● **DATA**:
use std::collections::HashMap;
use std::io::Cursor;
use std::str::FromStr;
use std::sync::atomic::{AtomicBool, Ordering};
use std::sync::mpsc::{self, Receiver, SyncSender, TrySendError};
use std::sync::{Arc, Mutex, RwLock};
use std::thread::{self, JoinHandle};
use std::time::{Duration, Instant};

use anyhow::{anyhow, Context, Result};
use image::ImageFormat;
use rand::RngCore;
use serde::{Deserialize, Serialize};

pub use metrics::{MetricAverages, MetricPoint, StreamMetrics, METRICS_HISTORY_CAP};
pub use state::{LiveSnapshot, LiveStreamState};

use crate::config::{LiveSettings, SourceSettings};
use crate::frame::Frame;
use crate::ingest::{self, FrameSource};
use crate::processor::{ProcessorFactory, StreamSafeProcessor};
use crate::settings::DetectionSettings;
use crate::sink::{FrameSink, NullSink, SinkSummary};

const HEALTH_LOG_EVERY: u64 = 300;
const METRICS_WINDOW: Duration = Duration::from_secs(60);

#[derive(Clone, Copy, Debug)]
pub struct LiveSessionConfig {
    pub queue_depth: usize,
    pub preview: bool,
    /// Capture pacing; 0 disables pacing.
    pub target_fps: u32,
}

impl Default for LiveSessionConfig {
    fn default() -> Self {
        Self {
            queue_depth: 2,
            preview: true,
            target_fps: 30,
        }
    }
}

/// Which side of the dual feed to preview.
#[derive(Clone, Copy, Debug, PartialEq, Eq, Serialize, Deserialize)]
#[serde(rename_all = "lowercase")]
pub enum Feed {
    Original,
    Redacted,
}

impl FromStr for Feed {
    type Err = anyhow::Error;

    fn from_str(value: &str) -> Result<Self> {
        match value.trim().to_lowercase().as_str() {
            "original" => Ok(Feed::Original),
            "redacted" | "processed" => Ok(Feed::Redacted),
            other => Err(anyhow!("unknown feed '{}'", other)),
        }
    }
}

● **ASSIGNED TASK**:
State how many lines of the data above contain the string "crate", leaving out everything but the number.

● **OUTPUT FOR THIS EXERCISE**:
6